Post 4: Undervalued Teachers

Before becoming a teacher, I was a lawyer for three years. Lawyers are almost universally hated by the public. Some if it is deserved, but, of course, their are plenty of good, honest lawyers, too. But why do people undervalue lawyers? Because they feel lawyers have too much power, too much influence and they abuse it to make the system work for them.

I think some of this insight can help us understand the devaluation of teachers. Teachers are not despised in the same sense as lawyers are. In fact, teachers get a lot of condescending comments like, "It's a noble profession," which means it's a low paying job no one else wants to do. Teachers are not respected and they are largely not trusted.

I see the undervaluation of teachers as a nexus of a number of factors, all tying back to the concept of neoliberalism. There are a number of players in this drama -- Politicians, parents, education corporations, and teachers themselves.

Teacher's require the trust of parents. Parents leave their kids in our care for most of each day. They make it our responsibility to educate them and, in part, to raise them. Parents often don't know what we are teaching their kids. They don't have time to pay close attention to the material their children are being taught. They also often do not realize that teaching methods and understandings of certain material have changed since they were in school. Parents sometimes see the work their children are doing and if it doesn't bear some resemblance to what they learned in school, twenty or thirty years ago, they are suspicious of it.

Politicians have seen an opening in this and have dived right in. Politicians have realized that is they can turn teachers into enemies and then attack them, parents will support their reelection--it's a simple equation. First, parents want to know what their kids are being taught and want some control over it, so politicians advocate for standardized tests and rigid curricula -- and call it "teacher accountability."

This has the effect of putting knowledge into a preconceived package. Children don't learn what they need to be intelligent, informed citizens -- they learn what politicians want them to learn to make them compliant, obedient cogs for the corporate machine. Politicians sell parents this view of education -- the "agreed-upon facts" theory of history, for example, and it bears a resemblance to what parents learned as students, so they buy this bill of goods -- it gives them a feeling that they are in control.

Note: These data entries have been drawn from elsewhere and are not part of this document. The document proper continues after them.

#[cfg_attr(not(test), allow(dead_code))]
pub mod test_support {
    use chrono::{DateTime, Utc};
    use rocket::config::LogLevel;
    use rocket::figment::Figment;
    use rocket::local::asynchronous::Client as AsyncClient;
    use rocket::local::blocking::Client;
    use rocket::{Build, Rocket, Route};
    use rocket_db_pools::sqlx::{self, PgPool};
    use std::sync::Arc;

    use crate::config::{API_MOUNT_PATH, AppConfig};
    use crate::models::OrderStatus;
    use crate::store::{CommerceStore, SharedStore};

    pub use database::{TestDatabase, TestDatabaseError};

    /// Helpers for seeding the commerce tables in PostgreSQL tests.
    pub struct TestFixtures<'a> {
        pool: &'a PgPool,
    }

    impl<'a> TestFixtures<'a> {
        pub fn new(pool: &'a PgPool) -> Self {
            Self { pool }
        }

        /// Insert a customer with the given roles, returning the new id.
        pub async fn insert_customer(
            &self,
            username: &str,
            email: &str,
            display_name: &str,
            roles: &[&str],
            registered_at: DateTime<Utc>,
        ) -> Result<i64, sqlx::Error> {
            let customer_id: i64 = sqlx::query_scalar(
                "INSERT INTO customers (email, username, display_name, registered_at) VALUES ($1, $2, $3, $4) RETURNING id",
            )
            .bind(email)
            .bind(username)
            .bind(display_name)
            .bind(registered_at)
            .fetch_one(self.pool)
            .await?;

            for role in roles {
                sqlx::query("INSERT INTO customer_roles (customer_id, role) VALUES ($1, $2)")
                    .bind(customer_id)
                    .bind(*role)
                    .execute(self.pool)
                    .await?;
            }

            Ok(customer_id)
        }

        /// Attach a billing address holding only a city.
        pub async fn insert_billing_city(
            &self,
            customer_id: i64,
            city: &str,
        ) -> Result<(), sqlx::Error> {
            sqlx::query(
                "INSERT INTO customer_addresses (customer_id, kind, city) VALUES ($1, 'billing', $2)",
            )
            .bind(customer_id)
            .bind(city)
            .execute(self.pool)
            .await?;
            Ok(())
        }

        /// Insert an order, returning the new id.
        pub async fn insert_order(
            &self,
            customer_id: Option<i64>,
            status: OrderStatus,
            total_cents: i64,
            modified_at: DateTime<Utc>,
        ) -> Result<i64, sqlx::Error> {
            sqlx::query_scalar(
                "INSERT INTO orders (customer_id, status, total_cents, modified_at) VALUES ($1, $2, $3, $4) RETURNING id",
            )
            .bind(customer_id)
            .bind(status.code())
            .bind(total_cents)
            .bind(modified_at)
            .fetch_one(self.pool)
            .await
        }

        pub async fn insert_order_meta(
            &self,
            order_id: i64,
            key: &str,
            value: &str,
        ) -> Result<i64, sqlx::Error> {
            sqlx::query_scalar(
                "INSERT INTO order_meta (order_id, meta_key, meta_value) VALUES ($1, $2, $3) RETURNING id",
            )
            .bind(order_id)
            .bind(key)
            .bind(value)
            .fetch_one(self.pool)
            .await
        }
    }

    pub mod database {
        use log::LevelFilter;
        use rocket_db_pools::sqlx::postgres::{PgConnectOptions, PgPoolOptions};
        use rocket_db_pools::sqlx::{self, ConnectOptions, PgPool};
        use testcontainers::{GenericImage, ImageExt, core::WaitFor};
        use testcontainers_modules::testcontainers::{
            ContainerAsync, core::error::TestcontainersError, runners::AsyncRunner,
        };
        use thiserror::Error;
        use tokio::runtime::Handle;
        use uuid::Uuid;

        static MIGRATOR: sqlx::migrate::Migrator = sqlx::migrate!("./migrations");

        #[derive(Debug, Error)]
        pub enum TestDatabaseError {
            #[error("neither TEST_DATABASE_URL nor TEST_USE_CONTAINERS is set")]
            MissingUrl,
            #[error("database error: {0}")]
            Sqlx(#[from] sqlx::Error),
            #[error("migration error: {0}")]
            Migration(#[from] sqlx::migrate::MigrateError),
            #[error("container error: {0}")]
            Container(#[from] TestcontainersError),
        }

        /// Ephemeral, fully migrated database for integration tests.
        pub struct TestDatabase {
            pool: Option<PgPool>,
            admin_options: PgConnectOptions,
            database_name: String,
            container: Option<ContainerAsync<GenericImage>>,
        }

        impl TestDatabase {
            /// Create a database on `TEST_DATABASE_URL`, or in a disposable
            /// Postgres container when `TEST_USE_CONTAINERS` is set.
            pub async fn new_from_env() -> Result<Self, TestDatabaseError> {
                if let Ok(url) = std::env::var("TEST_DATABASE_URL") {
                    return Self::provision(&url, None).await;
                }
                if std::env::var_os("TEST_USE_CONTAINERS").is_some() {
                    return Self::new_in_container().await;
                }
                Err(TestDatabaseError::MissingUrl)
            }

            async fn new_in_container() -> Result<Self, TestDatabaseError> {
                let container = GenericImage::new("postgres", "16-alpine")
                    .with_wait_for(WaitFor::message_on_stderr(
                        "database system is ready to accept connections",
                    ))
                    .with_env_var("POSTGRES_DB", "postgres")
                    .with_env_var("POSTGRES_USER", "postgres")
                    .with_env_var("POSTGRES_PASSWORD", "postgres")
                    .start()
                    .await?;

                let host = container.get_host().await?.to_string();
                let port = container.get_host_port_ipv4(5432).await?;
                let admin_url = format!("postgres://postgres:postgres@{}:{}/postgres", host, port);

                Self::provision(&admin_url, Some(container)).await
            }

            async fn provision(
                base_url: &str,
                container: Option<ContainerAsync<GenericImage>>,
            ) -> Result<Self, TestDatabaseError> {
                let base_options: PgConnectOptions = base_url.parse()?;
                let base_options = base_options.log_statements(LevelFilter::Off);

                let base_name = base_options
                    .get_database()
                    .map(|s| s.to_string())
                    .unwrap_or_else(|| "postgres".to_string());

                let admin_options = base_options.clone().database("postgres");
                let admin_pool = PgPoolOptions::new()
                    .max_connections(1)
                    .connect_with(admin_options.clone())
                    .await?;

                let new_db_name = format!("{}_{}", base_name, Uuid::new_v4().simple());
                let create_sql = format!("CREATE DATABASE \"{}\" TEMPLATE template0", new_db_name);
                sqlx::query(&create_sql).execute(&admin_pool).await?;
                admin_pool.close().await;

                let pool = PgPoolOptions::new()
                    .max_connections(5)
                    .connect_with(base_options.database(&new_db_name))
                    .await?;

                MIGRATOR.run(&pool).await?;

                Ok(Self {
                    pool: Some(pool),
                    admin_options,
                    database_name: new_db_name,
                    container,
                })
            }

            pub fn pool(&self) -> &PgPool {
                self.pool.as_ref().expect("test database pool is available")
            }

            pub fn pool_clone(&self) -> PgPool {
                self.pool().clone()
            }

            /// Close pool connections and drop the ephemeral database.
            pub async fn close(mut self) -> Result<(), TestDatabaseError> {
                if let Some(pool) = self.pool.take() {
                    pool.close().await;
                }

                drop_database(self.admin_options.clone(), &self.database_name).await?;

                if let Some(container) = self.container.take() {
                    drop(container);
                }

                Ok(())
            }
        }

        async fn drop_database(
            admin_options: PgConnectOptions,
            database_name: &str,
        ) -> Result<(), sqlx::Error> {
            let admin_pool = PgPoolOptions::new()
                .max_connections(1)
                .connect_with(admin_options)
                .await?;

            let drop_sql = format!("DROP DATABASE IF EXISTS \"{}\" WITH (FORCE)", database_name);
            sqlx::query(&drop_sql).execute(&admin_pool).await?;
            Ok(())
        }

        impl Drop for TestDatabase {
            fn drop(&mut self) {
                if let Some(pool) = self.pool.take() {
                    let admin_options = self.admin_options.clone();
                    let db_name = self.database_name.clone();
                    if let Ok(handle) = Handle::try_current() {
                        handle.spawn(async move {
                            pool.close().await;
                            let _ = drop_database(admin_options, &db_name).await;
                        });
                    }
                }

                if let Some(container) = self.container.take() {
                    drop(container);
                }
            }
        }
    }

    /// Builder for constructing Rocket instances tailored for integration tests.
    pub struct TestRocketBuilder {
        figment: Figment,
        mounts: Vec<(String, Vec<Route>)>,
        store: Option<SharedStore>,
        config: AppConfig,
    }

    impl Default for TestRocketBuilder {
        fn default() -> Self {
            Self::new()
        }
    }

    impl TestRocketBuilder {
        /// Start a builder with sensible defaults: random port, logging disabled.
        pub fn new() -> Self {
            let figment = rocket::Config::figment()
                .merge(("port", 0))
                .merge(("log_level", LogLevel::Off))
                .merge(("cli_colors", false));

            Self {
                figment,
                mounts: Vec::new(),
                store: None,
                config: AppConfig::default(),
            }
        }

        /// Mount routes under `/wp-json/wc/v1`.
        pub fn mount_api_routes(mut self, routes: Vec<Route>) -> Self {
            self.mounts.push((API_MOUNT_PATH.to_string(), routes));
            self
        }

        /// Manage `store` as the [`SharedStore`] handlers read from.
        pub fn manage_store(mut self, store: Arc<dyn CommerceStore>) -> Self {
            self.store = Some(store);
            self
        }

        pub fn manage_config(mut self, config: AppConfig) -> Self {
            self.config = config;
            self
        }

        /// Finish building the Rocket instance.
        pub fn build(self) -> Rocket<Build> {
            let mut rocket = rocket::custom(self.figment)
                .manage(self.config)
                .register("/", crate::catchers::json_catchers());

            for (base, routes) in self.mounts {
                rocket = rocket.mount(base, routes);
            }

            if let Some(store) = self.store {
                rocket = rocket.manage(store);
            }

            rocket
        }

        pub fn blocking_client(self) -> Client {
            Client::tracked(self.build()).expect("valid Rocket instance")
        }

        pub async fn async_client(self) -> AsyncClient {
            AsyncClient::tracked(self.build())
                .await
                .expect("valid Rocket instance")
        }
    }
}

Once teachers are being evaluated along these lines, teachers find themselves in a dilemma. they can either, conform, teach to the test, and become a part of the system that turns out uninformed consumers; or they can resist it, but fall into the trap, when their students can't pass the standardized tests.

Once politicians have defined the terms, and gotten parents on their side, they can begin phase two. If some teachers aren't willing to fall in line and teach to the test, then maybe they need to be taken out of the equation. So politicians have the opportunity to throw open the door to their favorite ally, corporations. It's the traditional neo-liberal response, create a problem, and then turn to the market to fix it, thereby simultaneously destroying a public institution, and erecting a money-making system in its place.

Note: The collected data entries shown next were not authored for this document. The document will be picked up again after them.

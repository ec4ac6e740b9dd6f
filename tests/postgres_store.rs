use std::sync::Arc;

use chrono::{Duration, Utc};
use metorik_helper::api_routes;
use metorik_helper::config::{AppConfig, CustomersEndpoint};
use metorik_helper::customer_metrics;
use metorik_helper::models::{
    CustomerRecord, EntityId, EntityKind, OrderMetaResponse, OrderStatus,
};
use metorik_helper::routes::params::{CustomerOrderBy, SortOrder};
use metorik_helper::store::{CommerceStore, CustomerQuery, CustomerSearch, PgCommerceStore};
use metorik_helper::sync::{self, LookbackWindow};
use metorik_helper::test_support::{TestDatabase, TestDatabaseError, TestFixtures, TestRocketBuilder};
use rocket::http::{Header, Status};

macro_rules! test_database {
    () => {
        match TestDatabase::new_from_env().await {
            Ok(db) => db,
            Err(TestDatabaseError::MissingUrl) => {
                eprintln!("skipping postgres store test: no test database configured");
                return;
            }
            Err(err) => panic!("failed to provision test database: {err:?}"),
        }
    };
}

#[tokio::test]
async fn sync_queries_honour_window_and_trash() {
    let test_db = test_database!();
    let pool = test_db.pool_clone();
    let fixtures = TestFixtures::new(&pool);
    let now = Utc::now();

    let recent = fixtures
        .insert_order(None, OrderStatus::Processing, 1_000, now - Duration::days(1))
        .await
        .expect("insert order");
    fixtures
        .insert_order(None, OrderStatus::Completed, 1_000, now - Duration::days(8))
        .await
        .expect("insert order");
    fixtures
        .insert_order(None, OrderStatus::Pending, 1_000, now - Duration::days(30))
        .await
        .expect("insert order");
    let trashed = fixtures
        .insert_order(None, OrderStatus::Trash, 1_000, now - Duration::days(1))
        .await
        .expect("insert order");

    let store = PgCommerceStore::new(pool.clone());
    let window = LookbackWindow::from_days(7).expect("valid window");

    let updated = sync::list_updated(&store, window, now).await.expect("query");
    let ids: Vec<i64> = updated.iter().map(|record| record.id.get()).collect();
    assert_eq!(ids, vec![recent]);

    let all = sync::list_all_ids(&store, EntityKind::Order).await.expect("query");
    assert_eq!(all.count, 4);
    assert!(all.ids.contains(&EntityId(trashed)));

    test_db.close().await.expect("failed to drop test database");
}

#[tokio::test]
async fn windows_beyond_the_timestamp_range_return_every_live_order() {
    let test_db = test_database!();
    let pool = test_db.pool_clone();
    let fixtures = TestFixtures::new(&pool);
    let now = Utc::now();

    let mut live = Vec::new();
    for days_ago in [1, 400, 20_000] {
        live.push(
            fixtures
                .insert_order(None, OrderStatus::Completed, 1_000, now - Duration::days(days_ago))
                .await
                .expect("insert order"),
        );
    }
    fixtures
        .insert_order(None, OrderStatus::Trash, 1_000, now - Duration::days(2))
        .await
        .expect("insert order");

    let store = PgCommerceStore::new(pool.clone());
    for days in [3_000_000, i64::from(u32::MAX)] {
        let window = LookbackWindow::from_days(days).expect("valid window");
        let updated = sync::list_updated(&store, window, now)
            .await
            .expect("cutoff outside the timestamptz range still queries");
        let mut ids: Vec<i64> = updated.iter().map(|record| record.id.get()).collect();
        ids.sort_unstable();
        assert_eq!(ids, live, "days={days}");
    }

    test_db.close().await.expect("failed to drop test database");
}

#[tokio::test]
async fn customer_queries_filter_sort_and_count() {
    let test_db = test_database!();
    let pool = test_db.pool_clone();
    let fixtures = TestFixtures::new(&pool);
    let now = Utc::now();

    let alice = fixtures
        .insert_customer("alice", "Alice@Example.com", "Alice", &["customer"], now)
        .await
        .expect("insert customer");
    let bob = fixtures
        .insert_customer("bob", "bob@shop.test", "Bob", &["customer"], now)
        .await
        .expect("insert customer");
    let agent = fixtures
        .insert_customer("agent", "agent@shop.test", "Agent", &["customer_service"], now)
        .await
        .expect("insert customer");
    fixtures
        .insert_billing_city(bob, "Leeds")
        .await
        .expect("insert address");

    let store = PgCommerceStore::new(pool.clone());

    let ids = store.customer_ids_with_role("customer").await.expect("query");
    assert_eq!(ids, vec![EntityId(alice), EntityId(bob)]);
    assert!(!ids.contains(&EntityId(agent)));

    let page = store
        .query_customers(&CustomerQuery {
            role: Some("customer".into()),
            order_by: CustomerOrderBy::Name,
            order: SortOrder::Desc,
            ..CustomerQuery::default()
        })
        .await
        .expect("query");
    assert_eq!(page.total, 2);
    assert_eq!(page.customers[0].username, "bob");
    assert_eq!(page.customers[0].billing.city, "Leeds");
    assert_eq!(page.customers[1].billing.city, "");

    let page = store
        .query_customers(&CustomerQuery {
            search: Some(CustomerSearch::Email("alice@example.COM".into())),
            ..CustomerQuery::default()
        })
        .await
        .expect("query");
    assert_eq!(page.total, 1);
    assert_eq!(page.customers[0].id, EntityId(alice));

    let page = store
        .query_customers(&CustomerQuery {
            search: Some(CustomerSearch::Term("SHOP".into())),
            include: vec![EntityId(agent), EntityId(bob)],
            order_by: CustomerOrderBy::Include,
            ..CustomerQuery::default()
        })
        .await
        .expect("query");
    let ids: Vec<EntityId> = page.customers.iter().map(|customer| customer.id).collect();
    assert_eq!(ids, vec![EntityId(agent), EntityId(bob)]);

    let page = store
        .query_customers(&CustomerQuery {
            search: Some(CustomerSearch::Term("100%".into())),
            ..CustomerQuery::default()
        })
        .await
        .expect("query");
    assert_eq!(page.total, 0);

    test_db.close().await.expect("failed to drop test database");
}

#[tokio::test]
async fn derived_metrics_are_cached_and_reset() {
    let test_db = test_database!();
    let pool = test_db.pool_clone();
    let fixtures = TestFixtures::new(&pool);
    let now = Utc::now();

    let customer = fixtures
        .insert_customer("carol", "carol@example.com", "Carol", &["customer"], now)
        .await
        .expect("insert customer");
    for (status, total_cents) in [
        (OrderStatus::Completed, 2_550),
        (OrderStatus::Processing, 1_000),
        (OrderStatus::Refunded, 4_000),
        (OrderStatus::Trash, 9_999),
    ] {
        fixtures
            .insert_order(Some(customer), status, total_cents, now)
            .await
            .expect("insert order");
    }

    let store = PgCommerceStore::new(pool.clone());
    let id = EntityId(customer);

    assert_eq!(
        customer_metrics::total_spent(&store, id, false).await.expect("metric"),
        "35.50"
    );
    assert_eq!(
        customer_metrics::order_count(&store, id, false).await.expect("metric"),
        3
    );
    assert_eq!(
        store
            .customer_meta(id, customer_metrics::MONEY_SPENT_KEY)
            .await
            .expect("meta")
            .as_deref(),
        Some("35.50")
    );
    assert_eq!(
        customer_metrics::total_spent(&store, id, true).await.expect("metric"),
        "0.00"
    );

    assert_eq!(customer_metrics::reset(&store).await.expect("reset"), 2);
    assert_eq!(
        store
            .customer_meta(id, customer_metrics::ORDER_COUNT_KEY)
            .await
            .expect("meta"),
        None
    );

    test_db.close().await.expect("failed to drop test database");
}

#[tokio::test]
async fn routes_read_through_postgres() {
    let test_db = test_database!();
    let pool = test_db.pool_clone();
    let fixtures = TestFixtures::new(&pool);
    let now = Utc::now();

    let customer = fixtures
        .insert_customer("dave", "dave@example.com", "Dave", &["customer"], now)
        .await
        .expect("insert customer");
    let order = fixtures
        .insert_order(Some(customer), OrderStatus::Completed, 4_200, now)
        .await
        .expect("insert order");
    fixtures
        .insert_order_meta(order, "_order_total", "42.00")
        .await
        .expect("insert meta");
    fixtures
        .insert_order_meta(order, "_gift_wrap", "yes")
        .await
        .expect("insert meta");

    let client = TestRocketBuilder::new()
        .manage_store(Arc::new(PgCommerceStore::new(pool.clone())))
        .manage_config(AppConfig {
            customers_endpoint: CustomersEndpoint::ImportOverride,
            ..AppConfig::default()
        })
        .mount_api_routes(api_routes(CustomersEndpoint::ImportOverride))
        .async_client()
        .await;

    let response = client
        .get(format!("/wp-json/wc/v1/orders/{order}/meta"))
        .dispatch()
        .await;
    assert_eq!(response.status(), Status::Ok);
    let meta: OrderMetaResponse = response.into_json().await.expect("valid JSON payload");
    assert_eq!(meta.meta_data.len(), 1);
    assert_eq!(meta.meta_data[0].key, "_gift_wrap");

    let response = client
        .get("/wp-json/wc/v1/customers")
        .header(Header::new("User-Agent", "Metorik"))
        .dispatch()
        .await;
    assert_eq!(response.headers().get_one("X-WP-Total"), Some("1"));
    let records: Vec<CustomerRecord> = response.into_json().await.expect("valid JSON payload");
    assert_eq!(records[0].total_spent, "0.00");

    let response = client.get("/wp-json/wc/v1/customers").dispatch().await;
    let records: Vec<CustomerRecord> = response.into_json().await.expect("valid JSON payload");
    assert_eq!(records[0].total_spent, "42.00");
    assert_eq!(records[0].orders_count, 1);

    drop(client);
    test_db.close().await.expect("failed to drop test database");
}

Education companies put together literacy and other educational systems -- sold to schools at a profit, and guarantee success -- success defined on their own terms. The conundrum of these tests is summarized by Patricia D. Irvine and Joanne Larson in Literacy Packages in Practice, "Standardized tests are a key tool in this political process, especially if they measure competence in the skills promoted by the materials... the assessments that accompany these systems are tautological: They provide their own justification and confirm it in the form of test scores." (2007, 68).

They use the term "teacher proof" to advertise how their programs remove teachers from the process, so now corporations are in the business of educating their own consumers, in the perfect cycle of profit. Parents too often, have been conditioned to trust the promises of a product, over the abilities of people -- that is a biproduct of neo-liberal capitalism.

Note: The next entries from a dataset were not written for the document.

use rocket::http::Status;
use rocket::response::{self, Responder};
use rocket::{Request, Response};
use rocket_okapi::r#gen::OpenApiGenerator;
use rocket_okapi::okapi::openapi3::{RefOr, Response as OpenApiResponse, Responses};
use rocket_okapi::response::OpenApiResponderInner;
use serde::{Deserialize, Serialize};
use std::io::Cursor;

use crate::store::StoreError;

#[derive(Debug)]
pub enum ApiError {
    /// The backing store could not answer the query.
    StoreUnavailable(StoreError),
    NotFound(String),
    BadRequest(String),
}

/// JSON body shared by every error response, including the catchers.
#[derive(Debug, Serialize, Deserialize)]
pub struct ErrorResponse {
    pub error: String,
    pub message: String,
}

impl ErrorResponse {
    pub fn new(error: &str, message: impl Into<String>) -> Self {
        Self {
            error: error.to_string(),
            message: message.into(),
        }
    }
}

impl ApiError {
    pub fn status(&self) -> Status {
        match self {
            ApiError::StoreUnavailable(_) => Status::ServiceUnavailable,
            ApiError::NotFound(_) => Status::NotFound,
            ApiError::BadRequest(_) => Status::BadRequest,
        }
    }
}

impl<'r> Responder<'r, 'static> for ApiError {
    fn respond_to(self, _: &'r Request<'_>) -> response::Result<'static> {
        let status = self.status();
        let (error_type, message) = match self {
            ApiError::StoreUnavailable(e) => {
                log::error!("store error: {}", e);
                ("StoreUnavailable", e.to_string())
            }
            ApiError::NotFound(msg) => {
                log::debug!("not found: {}", msg);
                ("NotFound", msg)
            }
            ApiError::BadRequest(msg) => {
                log::debug!("bad request: {}", msg);
                ("BadRequest", msg)
            }
        };

        let json = serde_json::to_string(&ErrorResponse::new(error_type, message))
            .unwrap_or_else(|_| r#"{"error":"SerializationError","message":"Failed to serialize error"}"#.to_string());

        Response::build()
            .status(status)
            .header(rocket::http::ContentType::JSON)
            .sized_body(json.len(), Cursor::new(json))
            .ok()
    }
}

impl OpenApiResponderInner for ApiError {
    fn responses(_generator: &mut OpenApiGenerator) -> rocket_okapi::Result<Responses> {
        let mut responses = Responses::default();
        for (code, description) in [
            ("400", "Malformed request parameters"),
            ("404", "Resource not found"),
            ("422", "Query value could not be parsed"),
            ("503", "The backing store failed to answer the query"),
        ] {
            responses.responses.insert(
                code.to_string(),
                RefOr::Object(OpenApiResponse {
                    description: description.to_string(),
                    ..Default::default()
                }),
            );
        }
        Ok(responses)
    }
}

impl From<StoreError> for ApiError {
    fn from(err: StoreError) -> Self {
        ApiError::StoreUnavailable(err)
    }
}

impl From<sqlx::Error> for ApiError {
    fn from(err: sqlx::Error) -> Self {
        match err {
            sqlx::Error::RowNotFound => ApiError::NotFound("Resource not found".to_string()),
            _ => ApiError::StoreUnavailable(StoreError::Database(err)),
        }
    }
}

But I don't want teachers to come across as helpless victims in all this, because we are at fault too. Lawyers are hated because they exercise too much power -- teachers do not exercise enough. And teachers do have power. They have the power of better avenues of communication with parents. Teachers need to use this. We need to be in constant communication with parents, about our lessons, our philosophy and what we are trying to do for their children. We must educate them about the issues that affect their children. In this way, we can turn them to our side. If parents understand that "literacy is a much more complex social practice than mandated instructional programs and assessments can address," (Osborn 2007, 186), they will start calling for change and politicians will have no choice but to listen.